### What needs to be done
Print every record exactly, omitting none.

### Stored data
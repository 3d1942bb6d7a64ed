//! Demo CLI driving a migration attempt end to end against file-backed devices
//! and a TCP transport. Stands in for the outer migration engine; not itself
//! part of the wire protocol.

use std::net::{TcpListener, TcpStream};
use std::sync::Arc;

use blkmig::{BlockDriver, FileBlockDriver, MigrationParams, Migration, TcpTransport};
use tracing::info;

fn usage() -> ! {
    eprintln!(
        "usage:\n  blkmigctl send <listen-addr> <device-path>... [--shared] [--sparse] [--rate-bytes-per-sec N] [--max-downtime-secs N]\n  blkmigctl recv <connect-addr> <device-path>..."
    );
    std::process::exit(2)
}

fn main() {
    tracing_subscriber::fmt::init();

    let mut args = std::env::args().skip(1);
    let mode = args.next().unwrap_or_else(|| usage());

    match mode.as_str() {
        "send" => run_send(args),
        "recv" => run_recv(args),
        _ => usage(),
    }
}

fn run_send(mut args: impl Iterator<Item = String>) {
    let addr = args.next().unwrap_or_else(|| usage());
    let mut device_paths = Vec::new();
    let mut shared = false;
    let mut sparse = false;
    let mut rate_bytes_per_sec: u64 = 50_000_000;
    let mut max_downtime_secs: f64 = 0.3;

    while let Some(arg) = args.next() {
        match arg.as_str() {
            "--shared" => shared = true,
            "--sparse" => sparse = true,
            "--rate-bytes-per-sec" => {
                rate_bytes_per_sec = args.next().unwrap_or_else(|| usage()).parse().unwrap_or_else(|_| usage())
            }
            "--max-downtime-secs" => {
                max_downtime_secs = args.next().unwrap_or_else(|| usage()).parse().unwrap_or_else(|_| usage())
            }
            path => device_paths.push(path.to_string()),
        }
    }
    if device_paths.is_empty() {
        usage();
    }

    let devices: Vec<Arc<dyn BlockDriver>> = device_paths
        .iter()
        .enumerate()
        .map(|(i, path)| {
            let name = format!("vd{}", (b'a' + i as u8) as char);
            Arc::new(FileBlockDriver::open(name, path).expect("open device")) as Arc<dyn BlockDriver>
        })
        .collect();

    info!(%addr, device_count = devices.len(), "waiting for destination to connect");
    let listener = TcpListener::bind(&addr).expect("bind");
    let (stream, peer) = listener.accept().expect("accept");
    info!(%peer, "destination connected");

    let mut t = TcpTransport::new(stream, rate_bytes_per_sec).expect("transport");
    let params = MigrationParams { blk: true, shared, sparse };

    let mut mig = Migration::setup(devices, params, max_downtime_secs, &mut t).expect("setup");
    loop {
        let converged = mig.iterate(&mut t).expect("iterate");
        println!("iterate: converged={converged}");
        if converged {
            break;
        }
    }
    mig.complete(&mut t).expect("complete");
    println!("migration complete");
}

fn run_recv(mut args: impl Iterator<Item = String>) {
    let addr = args.next().unwrap_or_else(|| usage());
    let device_paths: Vec<String> = args.collect();
    if device_paths.is_empty() {
        usage();
    }

    let devices: Vec<Arc<dyn BlockDriver>> = device_paths
        .iter()
        .enumerate()
        .map(|(i, path)| {
            let name = format!("vd{}", (b'a' + i as u8) as char);
            Arc::new(FileBlockDriver::open(name, path).expect("open device")) as Arc<dyn BlockDriver>
        })
        .collect();

    info!(%addr, device_count = devices.len(), "connecting to source");
    let stream = TcpStream::connect(&addr).expect("connect");
    let mut t = TcpTransport::new(stream, u64::MAX).expect("transport");

    let mut recv = blkmig::Receiver::new(devices);
    loop {
        recv.load_phase(&mut t).expect("load phase");
        if recv.progress_log().last() == Some(&100) {
            break;
        }
    }
    println!("load complete");
}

### Result of this task
repository 3d1942bb6d7a64ed
//! Demo CLI driving a migration attempt end to end against file-backed devices
//! and a TCP transport. Stands in for the outer migration engine; not itself
//! part of the wire protocol.

use std::net::{TcpListener, TcpStream};
use std::sync::Arc;

use blkmig::{BlockDriver, FileBlockDriver, MigrationParams, Migration, TcpTransport};
use tracing::info;

fn usage() -> ! {
    eprintln!(
        "usage:\n  blkmigctl send <listen-addr> <device-path>... [--shared] [--sparse] [--rate-bytes-per-sec N] [--max-downtime-secs N]\n  blkmigctl recv <connect-addr> <device-path>..."
    );
    std::process::exit(2)
}

fn main() {
    tracing_subscriber::fmt::init();

    let mut args = std::env::args().skip(1);
    let mode = args.next().unwrap_or_else(|| usage());

    match mode.as_str() {
        "send" => run_send(args),
        "recv" => run_recv(args),
        _ => usage(),
    }
}

fn run_send(mut args: impl Iterator<Item = String>) {
    let addr = args.next().unwrap_or_else(|| usage());
    let mut device_paths = Vec::new();
    let mut shared = false;
    let mut sparse = false;
    let mut rate_bytes_per_sec: u64 = 50_000_000;
    let mut max_downtime_secs: f64 = 0.3;

    while let Some(arg) = args.next() {
        match arg.as_str() {
            "--shared" => shared = true,
            "--sparse" => sparse = true,
            "--rate-bytes-per-sec" => {
                rate_bytes_per_sec = args.next().unwrap_or_else(|| usage()).parse().unwrap_or_else(|_| usage())
            }
            "--max-downtime-secs" => {
                max_downtime_secs = args.next().unwrap_or_else(|| usage()).parse().unwrap_or_else(|_| usage())
            }
            path => device_paths.push(path.to_string()),
        }
    }
    if device_paths.is_empty() {
        usage();
    }

    let devices: Vec<Arc<dyn BlockDriver>> = device_paths
        .iter()
        .enumerate()
        .map(|(i, path)| {
            let name = format!("vd{}", (b'a' + i as u8) as char);
            Arc::new(FileBlockDriver::open(name, path).expect("open device")) as Arc<dyn BlockDriver>
        })
        .collect();

    info!(%addr, device_count = devices.len(), "waiting for destination to connect");
    let listener = TcpListener::bind(&addr).expect("bind");
    let (stream, peer) = listener.accept().expect("accept");
    info!(%peer, "destination connected");

    let mut t = TcpTransport::new(stream, rate_bytes_per_sec).expect("transport");
    let params = MigrationParams { blk: true, shared, sparse };

    let mut mig = Migration::setup(devices, params, max_downtime_secs, &mut t).expect("setup");
    loop {
        let converged = mig.iterate(&mut t).expect("iterate");
        println!("iterate: converged={converged}");
        if converged {
            break;
        }
    }
    mig.complete(&mut t).expect("complete");
    println!("migration complete");
}

fn run_recv(mut args: impl Iterator<Item = String>) {
    let addr = args.next().unwrap_or_else(|| usage());
    let device_paths: Vec<String> = args.collect();
    if device_paths.is_empty() {
        usage();
    }

    let devices: Vec<Arc<dyn BlockDriver>> = device_paths
        .iter()
        .enumerate()
        .map(|(i, path)| {
            let name = format!("vd{}", (b'a' + i as u8) as char);
            Arc::new(FileBlockDriver::open(name, path).expect("open device")) as Arc<dyn BlockDriver>
        })
        .collect();

    info!(%addr, device_count = devices.len(), "connecting to source");
    let stream = TcpStream::connect(&addr).expect("connect");
    let mut t = TcpTransport::new(stream, u64::MAX).expect("transport");

    let mut recv = blkmig::Receiver::new(devices);
    loop {
        recv.load_phase(&mut t).expect("load phase");
        if recv.progress_log().last() == Some(&100) {
            break;
        }
    }
    println!("load complete");
}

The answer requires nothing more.